Indian officials downplayed the impact of the move, saying the preferential treatment brought benefits of just around $200 million annually. India exported around $50 billion worth of goods to the United States in 2017 (Figure 1), and was the largest beneficiary of the Generalized System of Preferences (GSP) import scheme (Figure 2). Being one of the largest economies of the world, this preferential treatment—which is meant to help develop the markets in the least-developed countries—does seem dispensable. However, it is symbolic of the strategic relationship between the two countries in their common animosity toward China.
Competitiveness at Risk
While the stated benefits of the GSP to India are about $200 million, India loses export competitiveness for goods worth $5.6 billion, especially to markets such as Mexico that have FTAs with the U.S., or others like Bangladesh and Vietnam, which continue to enjoy GSP benefits. Some of the industries that saw large amounts of GSP benefit and may likely be impacted include organic chemicals, plastics and cement.

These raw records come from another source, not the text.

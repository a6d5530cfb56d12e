// SPDX-FileCopyrightText: 2026 Keyfort Contributors
// SPDX-License-Identifier: MIT OR Apache-2.0

//! In-memory mock secret store with failure injection.
//!
//! `MockSecretStore` implements `SecretStore` over a plain map, with
//! per-operation failure switches and a corrupt-reference set so tests can
//! exercise the orchestrator's abort paths and the duplicate scanner's
//! skip-on-unreadable behavior without touching real crypto or SQLite.

use std::collections::{BTreeMap, HashSet};
use std::sync::Arc;

use async_trait::async_trait;
use secrecy::SecretString;
use tokio::sync::Mutex;

use keyfort_core::{KeyfortError, SecretStore};

#[derive(Default)]
struct State {
    entries: BTreeMap<String, String>,
    corrupt: HashSet<String>,
    fail_save: bool,
    fail_update: bool,
    fail_delete: bool,
}

/// A mock secret store backed by an in-memory map.
///
/// References enumerate in sorted order for deterministic scans.
#[derive(Clone, Default)]
pub struct MockSecretStore {
    state: Arc<Mutex<State>>,
}

impl MockSecretStore {
    /// Create an empty mock store.
    pub fn new() -> Self {
        Self::default()
    }

    /// Create a mock store pre-loaded with `(reference, value)` pairs.
    pub async fn with_entries(entries: &[(&str, &str)]) -> Self {
        let store = Self::new();
        {
            let mut state = store.state.lock().await;
            for (reference, value) in entries {
                state
                    .entries
                    .insert(reference.to_string(), value.to_string());
            }
        }
        store
    }

    /// Make every subsequent `save` fail.
    pub async fn fail_saves(&self) {
        self.state.lock().await.fail_save = true;
    }

    /// Make every subsequent `update` fail.
    pub async fn fail_updates(&self) {
        self.state.lock().await.fail_update = true;
    }

    /// Make every subsequent `delete` fail.
    pub async fn fail_deletes(&self) {
        self.state.lock().await.fail_delete = true;
    }

    /// Mark `reference` as corrupt: it stays listed but `get` errors.
    pub async fn corrupt_entry(&self, reference: &str) {
        self.state.lock().await.corrupt.insert(reference.to_string());
    }

    /// Number of entries currently stored.
    pub async fn len(&self) -> usize {
        self.state.lock().await.entries.len()
    }

    /// Whether the store holds no entries.
    pub async fn is_empty(&self) -> bool {
        self.len().await == 0
    }
}

#[async_trait]
impl SecretStore for MockSecretStore {
    async fn save(&self, value: &str, reference: &str) -> Result<(), KeyfortError> {
        let mut state = self.state.lock().await;
        if state.fail_save {
            return Err(KeyfortError::SecretStore("mock save failure".to_string()));
        }
        state
            .entries
            .insert(reference.to_string(), value.to_string());
        Ok(())
    }

    async fn get(&self, reference: &str) -> Result<Option<SecretString>, KeyfortError> {
        let state = self.state.lock().await;
        if state.corrupt.contains(reference) {
            return Err(KeyfortError::SecretStore(format!(
                "mock corrupt entry: {reference}"
            )));
        }
        Ok(state
            .entries
            .get(reference)
            .map(|value| SecretString::from(value.clone())))
    }

    async fn update(&self, value: &str, reference: &str) -> Result<(), KeyfortError> {
        let mut state = self.state.lock().await;
        if state.fail_update {
            return Err(KeyfortError::SecretStore("mock update failure".to_string()));
        }
        state
            .entries
            .insert(reference.to_string(), value.to_string());
        Ok(())
    }

    async fn delete(&self, reference: &str) -> Result<(), KeyfortError> {
        let mut state = self.state.lock().await;
        if state.fail_delete {
            return Err(KeyfortError::SecretStore("mock delete failure".to_string()));
        }
        state.entries.remove(reference);
        state.corrupt.remove(reference);
        Ok(())
    }

    async fn list_references(&self) -> Result<Vec<String>, KeyfortError> {
        let state = self.state.lock().await;
        Ok(state.entries.keys().cloned().collect())
    }

    async fn exists(&self, reference: &str) -> Result<bool, KeyfortError> {
        let state = self.state.lock().await;
        Ok(state.entries.contains_key(reference))
    }
}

More importantly, India predominantly exports intermediate and semi-manufactured goods to the U.S. under the GSP, and the loss of price advantage in these could mean a further setback for employment and jobs in the manufacturing sector. There will, however, be some offset from India’s efforts to diversify to Latin American, African as well as ASEAN markets.
Figures 2 and 3: India Is the Largest Beneficiary of the U.S. GSP Import Scheme (USD billions); Some Industries Receive Tariff Waivers for Over $500 Million Worth of Exports (USD millions)

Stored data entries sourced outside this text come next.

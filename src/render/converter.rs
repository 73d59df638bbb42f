//! Markdown to HTML conversion.

use anyhow::Result;
use pulldown_cmark::{Options, Parser, html};

/// Converts markdown text into an HTML fragment
///
/// Implementations must be pure: the same input always yields the same output.
pub trait MarkdownConverter: Send + Sync {
    fn convert(&self, markdown: &str) -> Result<String>;
}

/// CommonMark converter with the usual extensions enabled
#[derive(Debug, Clone, Copy)]
pub struct CommonMarkConverter {
    options: Options,
}

impl Default for CommonMarkConverter {
    fn default() -> Self {
        Self::with_options(
            Options::ENABLE_TABLES
                | Options::ENABLE_FOOTNOTES
                | Options::ENABLE_STRIKETHROUGH
                | Options::ENABLE_TASKLISTS,
        )
    }
}

impl CommonMarkConverter {
    pub fn new() -> Self {
        Self::default()
    }

    pub fn with_options(options: Options) -> Self {
        Self { options }
    }
}

impl MarkdownConverter for CommonMarkConverter {
    fn convert(&self, markdown: &str) -> Result<String> {
        let parser = Parser::new_ext(markdown, self.options);
        let mut fragment = String::with_capacity(markdown.len() + markdown.len() / 2);
        html::push_html(&mut fragment, parser);
        Ok(fragment)
    }
}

Source: U.S. International Trade Commission Data Web, Continuum Economics
What matters even more will be the political impact, given the Indian national elections this year. Modi’s re-election has been in question because of his unpopular reforms such as demonetization and introduction of GST. His foreign policy setbacks will only further add to the woes.
We expect the impact of these measures to be non-uniform across sectors. While some exporters who face duty loss of 2-3% may face margin pressures, others who had a higher GSP tariff advantage may need targeted support. This could be a fiscal burden for the Indian economy, which is already struggling to remain on the path of fiscal consolidation.
However, as these changes may not take effect for another 60 days, we believe it opens the door for U.S.-India trade negotiations–and a trade deal may be on the table. This will be more likely if India adopts a firm stance and imposes retaliatory tariffs on U.S. goods, which were proposed in June 2018 but have been continually postponed and are now scheduled to go in effect on April 1.